• Приглашаем посетить наш сайт
    Мандельштам (mandelshtam.lit-info.ru)
  • Борисова Н. В.: Михаил Пришвин - диалоги с эпохой.
    Булгаков Сергей Николаевич

    БУЛГАКОВ СЕРГЕЙ НИКОЛАЕВИЧ

    (1871-1944) – философ, богослов, публицист, экономист. Родился в 1871 году в городе Ливны Орловской губернии в семье священника. Закончил мужскую гимназию в г. Ельце, затем Московский университет (1894) по кафедре политической экономии и статистики.
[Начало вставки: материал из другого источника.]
impl<B, X> Reducer for LinkingReducer<B, X>
where
    B: AuthBackend + Clone + 'static,
    X: ExternalAuthorization + Clone + 'static,
{
    type State = LinkState;
    type Action = LinkAction;
    type Environment = LinkEnvironment<B, X>;

    fn reduce(
        &self,
        state: &mut Self::State,
        action: Self::Action,
        env: &Self::Environment,
    ) -> SmallVec<[Effect<Self::Action>; 4]> {
        match action {
            // ═══════════════════════════════════════════════════════════
            // Row selection
            // ═══════════════════════════════════════════════════════════
            LinkAction::SelectProvider {
                correlation_id,
                row,
            } => self.select_provider(state, env, correlation_id, &row),

            // ═══════════════════════════════════════════════════════════
            // Apple flow
            // ═══════════════════════════════════════════════════════════
            LinkAction::BeginAppleLink { correlation_id } => {
                self.begin_apple_link(state, env, correlation_id)
            }

            LinkAction::AppleAuthorizationCompleted {
                correlation_id,
                challenge_id,
                response,
            } => self.complete_apple_authorization(state, env, correlation_id, challenge_id, response),

            LinkAction::AppleAuthorizationFailed {
                correlation_id,
                challenge_id,
                error,
            } => match state.pending_challenge.as_ref() {
                Some(pending) if pending.id == challenge_id => {
                    tracing::warn!(%error, "external authorization failed");
                    state.pending_challenge = None;
                    state.phase = LinkPhase::Idle;
                    let provider_id = AuthProvider::Apple.id().to_string();
                    smallvec![Effect::future(async move {
                        Some(LinkAction::LinkFailed {
                            correlation_id,
                            provider_id,
                            error,
                        })
                    })]
                }
                _ => {
                    // Superseded or already resolved; nothing to report.
                    tracing::debug!("dropping failure for a superseded challenge");
                    smallvec![Effect::None]
                }
            },

            // ═══════════════════════════════════════════════════════════
            // Password flow
            // ═══════════════════════════════════════════════════════════
            LinkAction::BeginPasswordLink {
                correlation_id,
                email,
                password,
            } => self.begin_password_link(state, env, correlation_id, &email, &password),

            LinkAction::PasswordCredentialsRequested { .. } => {
                // Event for the presentation layer; no state change.
                smallvec![Effect::None]
            }

            // ═══════════════════════════════════════════════════════════
            // Results
            // ═══════════════════════════════════════════════════════════
            LinkAction::LinkSucceeded {
                provider_id,
                providers,
                ..
            } => {
                tracing::info!(%provider_id, "provider linked");
                state.account.provider_data = providers;
                state.phase = LinkPhase::Linked;
                state.in_flight = None;
                smallvec![Effect::None]
            }

            LinkAction::LinkFailed {
                provider_id, error, ..
            } => {
                tracing::warn!(%provider_id, %error, "link failed");
                state.in_flight = None;
                if state.phase == LinkPhase::CredentialExchanged {
                    state.phase = LinkPhase::Failed;
                }
                smallvec![Effect::None]
            }

            LinkAction::UnlinkSucceeded {
                provider_id,
                providers,
                ..
            } => {
                tracing::info!(%provider_id, "provider unlinked");
                state.account.provider_data = providers;
                state.phase = LinkPhase::Unlinked;
                state.in_flight = None;
                smallvec![Effect::None]
            }

            LinkAction::UnlinkFailed {
                provider_id, error, ..
            } => {
                // No partial unlink: the provider list stays as it was.
                tracing::warn!(%provider_id, %error, "unlink failed");
                state.in_flight = None;
                smallvec![Effect::None]
            }
        }
    }
}
//! Ergonomic testing utilities for reducers
//!
//! This module provides a fluent API for testing reducers with readable
//! Given-When-Then syntax.

#![allow(clippy::module_name_repetitions)] // ReducerTest is the natural name

use relink_core::{SmallVec, effect::Effect, reducer::Reducer};

/// Type alias for state assertion functions
type StateAssertion<S> = Box<dyn FnOnce(&S)>;

/// Type alias for effect assertion functions
type EffectAssertion<A> = Box<dyn FnOnce(&[Effect<A>])>;

/// Fluent API for testing reducers with Given-When-Then syntax
///
/// # Example
///
/// ```ignore
/// use relink_testing::ReducerTest;
///
/// ReducerTest::new(LinkingReducer::new())
///     .with_env(test_environment())
///     .given_state(LinkState::default())
///     .when_action(LinkAction::BeginAppleLink { correlation_id })
///     .then_state(|state| {
///         assert!(state.pending_challenge.is_some());
///     })
///     .then_effects(|effects| {
///         assert_eq!(effects.len(), 1);
///     })
///     .run();
/// ```
pub struct ReducerTest<R, S, A, E>
where
    R: Reducer<State = S, Action = A, Environment = E>,
{
    reducer: R,
    environment: Option<E>,
    initial_state: Option<S>,
    action: Option<A>,
    state_assertions: Vec<StateAssertion<S>>,
    effect_assertions: Vec<EffectAssertion<A>>,
}

impl<R, S, A, E> ReducerTest<R, S, A, E>
where
    R: Reducer<State = S, Action = A, Environment = E>,
    S: Clone,
    A: Clone,
{
    /// Create a new reducer test with the given reducer
    #[must_use]
    pub const fn new(reducer: R) -> Self {
        Self {
            reducer,
            environment: None,
            initial_state: None,
            action: None,
            state_assertions: Vec::new(),
            effect_assertions: Vec::new(),
        }
    }

    /// Set the environment for the test
    #[must_use]
    pub fn with_env(mut self, env: E) -> Self {
        self.environment = Some(env);
        self
    }

    /// Set the initial state (Given)
    #[must_use]
    pub fn given_state(mut self, state: S) -> Self {
        self.initial_state = Some(state);
        self
    }

    /// Set the action to test (When)
    #[must_use]
    pub fn when_action(mut self, action: A) -> Self {
        self.action = Some(action);
        self
    }

    /// Add an assertion about the resulting state (Then)
    #[must_use]
    pub fn then_state<F>(mut self, assertion: F) -> Self
    where
        F: FnOnce(&S) + 'static,
    {
        self.state_assertions.push(Box::new(assertion));
        self
    }

    /// Add an assertion about the resulting effects (Then)
    #[must_use]
    pub fn then_effects<F>(mut self, assertion: F) -> Self
    where
        F: FnOnce(&[Effect<A>]) + 'static,
    {
        self.effect_assertions.push(Box::new(assertion));
        self
    }

    /// Run the test, returning the final state for further inspection.
    ///
    /// # Panics
    ///
    /// Panics if initial state, action, or environment is not set,
    /// or if any assertions fail.
    #[allow(clippy::panic)] // Test code can panic
    #[allow(clippy::expect_used)] // Test code can use expect
    pub fn run(self) -> S {
        let mut state = self
            .initial_state
            .expect("Initial state must be set with given_state()");

        let action = self.action.expect("Action must be set with when_action()");

        let env = self
            .environment
            .expect("Environment must be set with with_env()");

        // Execute reducer
        let effects: SmallVec<[Effect<A>; 4]> = self.reducer.reduce(&mut state, action, &env);

        // Run state assertions
        for assertion in self.state_assertions {
            assertion(&state);
        }

        // Run effect assertions
        for assertion in self.effect_assertions {
            assertion(&effects);
        }

        state
    }
}

/// Helper assertions for effects
pub mod assertions {
    use relink_core::effect::Effect;

    /// Assert that there are no effects
    ///
    /// # Panics
    ///
    /// Panics if effects is not empty.
    #[allow(clippy::panic)] // Test assertion
    pub fn assert_no_effects<A: std::fmt::Debug>(effects: &[Effect<A>]) {
        assert!(
            effects.is_empty() || matches!(effects, [Effect::None]),
            "Expected no effects, but found {}: {:?}",
            effects.len(),
            effects
        );
    }

    /// Assert the number of effects
    ///
    /// # Panics
    ///
    /// Panics if the number of effects doesn't match expected.
    #[allow(clippy::panic)] // Test assertion
    pub fn assert_effects_count<A>(effects: &[Effect<A>], expected: usize) {
        assert_eq!(
            effects.len(),
            expected,
            "Expected {} effects, but found {}",
            expected,
            effects.len()
        );
    }

    /// Assert that effects contain at least one Future effect
    ///
    /// # Panics
    ///
    /// Panics if no Future effect is found.
    #[allow(clippy::panic)] // Test assertion
    pub fn assert_has_future_effect<A>(effects: &[Effect<A>]) {
        assert!(
            effects.iter().any(|e| matches!(e, Effect::Future(_))),
            "Expected at least one Future effect, but none found"
        );
    }
}

#[cfg(test)]
mod tests {
    use super::*;
    use relink_core::effect::Effect;
    use relink_core::reducer::Reducer;
    use relink_core::{SmallVec, smallvec};

    #[derive(Clone, Debug)]
    struct TestState {
        count: i32,
    }

    #[derive(Clone, Debug)]
    enum TestAction {
        Increment,
        Decrement,
    }

    struct TestReducer;

    struct TestEnv;

    impl Reducer for TestReducer {
        type State = TestState;
        type Action = TestAction;
        type Environment = TestEnv;

        fn reduce(
            &self,
            state: &mut Self::State,
            action: Self::Action,
            _env: &Self::Environment,
        ) -> SmallVec<[Effect<Self::Action>; 4]> {
            match action {
                TestAction::Increment => {
                    state.count += 1;
                    smallvec![Effect::None]
                }
                TestAction::Decrement => {
                    state.count -= 1;
                    smallvec![Effect::None]
                }
            }
        }
    }

    #[test]
    fn test_reducer_test_increment() {
        ReducerTest::new(TestReducer)
            .with_env(TestEnv)
            .given_state(TestState { count: 0 })
            .when_action(TestAction::Increment)
            .then_state(|state| {
                assert_eq!(state.count, 1);
            })
            .then_effects(|effects| {
                assertions::assert_no_effects(effects);
            })
            .run();
    }

    #[test]
    fn test_run_returns_final_state() {
        let state = ReducerTest::new(TestReducer)
            .with_env(TestEnv)
            .given_state(TestState { count: 5 })
            .when_action(TestAction::Decrement)
            .run();

        assert_eq!(state.count, 4);
    }

    #[test]
    fn test_assertions_no_effects() {
        assertions::assert_no_effects::<TestAction>(&[Effect::None]);
        assertions::assert_no_effects::<TestAction>(&[]);
    }

    #[test]
    fn test_assertions_effects_count() {
        assertions::assert_effects_count(&[Effect::<TestAction>::None], 1);
        assertions::assert_effects_count::<TestAction>(&[], 0);
    }
}
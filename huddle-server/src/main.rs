use anyhow::{Context, Result};
use clap::Parser;
use huddle_server::{ServerConfig, SignalingService, serve};
use tokio::net::TcpListener;
use tracing::{info, warn};
use tracing_subscriber::EnvFilter;

#[tokio::main]
async fn main() -> Result<()> {
    let filter = EnvFilter::try_from_default_env().unwrap_or_else(|_| EnvFilter::new("info"));
    tracing_subscriber::fmt().with_env_filter(filter).init();

    let config = ServerConfig::parse();
    let addr = config.addr();

    let listener = TcpListener::bind(addr)
        .await
        .with_context(|| format!("Failed to bind {}", addr))?;
    info!("Signaling server listening on ws://{}/ws", addr);

    let service = SignalingService::new(config.outbox_capacity);
    serve(listener, service, shutdown_signal())
        .await
        .context("Signaling server failed")?;

    info!("Signaling server stopped");
    Ok(())
}

async fn shutdown_signal() {
    if let Err(e) = tokio::signal::ctrl_c().await {
        warn!("Failed to listen for shutdown signal: {}", e);
        std::future::pending::<()>().await;
    }
}
use crate::room::Registry;
use huddle_core::{PeerId, Relay, SignalMessage};
use tracing::debug;

/// Apply one inbound message from `peer_id`.
///
/// Routing misses and server-only message types are dropped without
/// telling the sender.
pub fn route(registry: &Registry, peer_id: &PeerId, msg: SignalMessage) {
    match msg {
        SignalMessage::Join { room } => {
            let Some(joined) = registry.join(peer_id, room.clone()) else {
                return;
            };
            if let Some(previous) = joined.previous {
                registry.broadcast_roster(&previous);
            }
            registry.broadcast_roster(&room);
        }

        SignalMessage::Leave => {
            if let Some(room) = registry.leave(peer_id) {
                registry.broadcast_roster(&room);
            }
        }

        SignalMessage::Mic { mic_on: Some(on) } => {
            if let Some(room) = registry.set_mic(peer_id, on) {
                registry.broadcast_roster(&room);
            }
        }

        SignalMessage::Offer(relay) => relay_to(registry, peer_id, relay, SignalMessage::Offer),
        SignalMessage::Answer(relay) => relay_to(registry, peer_id, relay, SignalMessage::Answer),
        SignalMessage::Candidate(relay) => {
            relay_to(registry, peer_id, relay, SignalMessage::Candidate)
        }

        other => debug!("Ignoring {} message from {}", other.kind(), peer_id),
    }
}

fn relay_to(
    registry: &Registry,
    peer_id: &PeerId,
    mut relay: Relay,
    wrap: fn(Relay) -> SignalMessage,
) {
    relay.from = Some(peer_id.clone());
    let to = relay.to.clone();
    registry.send(&to, &wrap(relay));
}
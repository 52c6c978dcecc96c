pub mod error;
pub mod model;

pub use error::DecodeError;
pub use model::*;
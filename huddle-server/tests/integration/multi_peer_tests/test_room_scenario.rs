use serde_json::json;

use crate::integration::{init_tracing, start_server};
use crate::utils::TestClient;

#[tokio::test]
async fn test_room_scenario() {
    init_tracing();

    let (addr, _service) = start_server().await;

    let mut client_a = TestClient::connect(addr)
        .await
        .expect("Failed to connect A");
    let a = client_a.peer_id.clone();

    client_a.join("r1").await.expect("A join failed");
    assert_eq!(
        client_a.recv_roster().await.expect("A: no roster"),
        vec![(a.clone(), true)]
    );

    let mut client_b = TestClient::connect(addr)
        .await
        .expect("Failed to connect B");
    let b = client_b.peer_id.clone();

    client_b.join("r1").await.expect("B join failed");
    let both = vec![(a.clone(), true), (b.clone(), true)];
    assert_eq!(client_a.recv_roster().await.expect("A: no roster"), both);
    assert_eq!(client_b.recv_roster().await.expect("B: no roster"), both);

    client_a
        .send_json(json!({"type": "mic", "micOn": false}))
        .await
        .expect("Mic toggle failed");
    let muted = vec![(a.clone(), false), (b.clone(), true)];
    assert_eq!(client_a.recv_roster().await.expect("A: no roster"), muted);
    assert_eq!(client_b.recv_roster().await.expect("B: no roster"), muted);

    drop(client_b);

    assert_eq!(
        client_a.recv_roster().await.expect("A: no roster after B left"),
        vec![(a.clone(), false)]
    );

    client_a.close().await.expect("Failed to close A");
}

#[tokio::test]
async fn test_explicit_leave() {
    init_tracing();

    let (addr, service) = start_server().await;

    let mut client1 = TestClient::connect(addr)
        .await
        .expect("Failed to connect client 1");
    let mut client2 = TestClient::connect(addr)
        .await
        .expect("Failed to connect client 2");

    client1.join("r1").await.expect("Join failed");
    client1.recv_roster().await.expect("No roster");
    client2.join("r1").await.expect("Join failed");
    client1.recv_roster().await.expect("No roster");
    client2.recv_roster().await.expect("No roster");

    client2
        .send_json(json!({"type": "leave", "room": "r1"}))
        .await
        .expect("Leave failed");

    assert_eq!(
        client1.recv_roster().await.expect("No roster after leave"),
        vec![(client1.peer_id.clone(), true)]
    );
    client2.expect_silence().await.expect("Leaver is not in the room anymore");

    // Leaving keeps the connection registered and able to relay
    let peer2 = huddle_core::PeerId::from(client2.peer_id.as_str());
    assert!(service.registry().lookup(&peer2).is_some());

    client2
        .send_json(json!({"type": "offer", "to": client1.peer_id, "offer": "sdp"}))
        .await
        .expect("Send failed");
    let offer = client1.recv().await.expect("No offer");
    assert_eq!(offer["offer"], "sdp");

    client1.close().await.expect("Failed to close client 1");
    client2.close().await.expect("Failed to close client 2");
}
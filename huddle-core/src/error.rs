//! Errors raised while decoding inbound frames

use thiserror::Error;

/// A frame that could not be turned into a [`SignalMessage`](crate::SignalMessage).
///
/// Always recoverable: the connection that sent it keeps reading.
#[derive(Error, Debug)]
pub enum DecodeError {
    /// Malformed JSON or a missing `type` tag
    #[error("JSON error: {0}")]
    Json(#[from] serde_json::Error),

    /// A known message type without one of its required fields
    #[error("`{kind}` message is missing `{field}`")]
    MissingField {
        kind: &'static str,
        field: &'static str,
    },
}
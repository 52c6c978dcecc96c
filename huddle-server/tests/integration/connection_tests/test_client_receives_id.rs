use huddle_core::PeerId;

use crate::integration::{init_tracing, start_server};
use crate::utils::TestClient;

#[tokio::test]
async fn test_client_receives_id() {
    init_tracing();

    let (addr, service) = start_server().await;

    let mut client1 = TestClient::connect(addr)
        .await
        .expect("Failed to connect client 1");
    let client2 = TestClient::connect(addr)
        .await
        .expect("Failed to connect client 2");

    assert!(!client1.peer_id.is_empty());
    assert_ne!(client1.peer_id, client2.peer_id, "Ids must be unique");

    let registered = service
        .registry()
        .lookup(&PeerId::from(client1.peer_id.as_str()))
        .expect("Client 1 should be registered");
    assert!(registered.mic_on, "Mic defaults to on");
    assert_eq!(registered.room, None);

    // The greeting is sent exactly once
    client1.expect_silence().await.expect("Only one id message");

    client1.close().await.expect("Failed to close client 1");
    client2.close().await.expect("Failed to close client 2");
}
use crate::room::{Outbox, Registry};
use crate::signaling::route;
use huddle_core::{PeerId, SignalMessage};
use std::sync::Arc;
use tokio::sync::mpsc;
use tracing::info;

struct SignalingInner {
    registry: Registry,
    outbox_capacity: usize,
}

/// Shared handle given to every connection handler.
#[derive(Clone)]
pub struct SignalingService {
    inner: Arc<SignalingInner>,
}

impl SignalingService {
    pub fn new(outbox_capacity: usize) -> Self {
        Self {
            inner: Arc::new(SignalingInner {
                registry: Registry::new(),
                outbox_capacity,
            }),
        }
    }

    pub fn registry(&self) -> &Registry {
        &self.inner.registry
    }

    /// Registers a new connection under a fresh id and queues the `id`
    /// greeting as its first outbound frame.
    pub fn connect(&self) -> (PeerId, Outbox, mpsc::Receiver<String>) {
        let peer_id = PeerId::new();
        let (outbox, rx) = Outbox::new(self.inner.outbox_capacity);

        self.registry().register(peer_id.clone(), outbox.clone());
        self.registry().send(
            &peer_id,
            &SignalMessage::Id {
                id: peer_id.clone(),
            },
        );

        info!("New connection: {}", peer_id);
        (peer_id, outbox, rx)
    }

    pub fn dispatch(&self, peer_id: &PeerId, msg: SignalMessage) {
        route(self.registry(), peer_id, msg);
    }

    /// Teardown of a connection. Safe to call more than once.
    pub fn disconnect(&self, peer_id: &PeerId) {
        let Some(removed) = self.registry().remove(peer_id) else {
            return;
        };

        match removed.room {
            Some(room) => {
                info!("User {} disconnected from room {}", peer_id, room);
                self.registry().broadcast_roster(&room);
            }
            None => info!("User {} disconnected", peer_id),
        }
    }
}
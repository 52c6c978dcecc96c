
pub use test_client::*;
С 1901 по 1906 год – профессор политэкономии в Киеве, с 1906 по 1918 – в Москве.

    В 1906 году был избран депутатом Второй Государственной Думы как христианский социалист (беспартийный).

    В 1918 году принял сан священника. Активно сотрудничал с патриархом Тихоном, участвовал в работе Всероссийского Поместного Собора Православной Церкви (1917-1918). 30 декабря 1922 года начинает жизнь эмигранта, сначала в Константинополе, а затем в Париже, где при непосредственном его участии создается Православный Богословский институт, который он возглавляет с 1925 года и до своей кончины.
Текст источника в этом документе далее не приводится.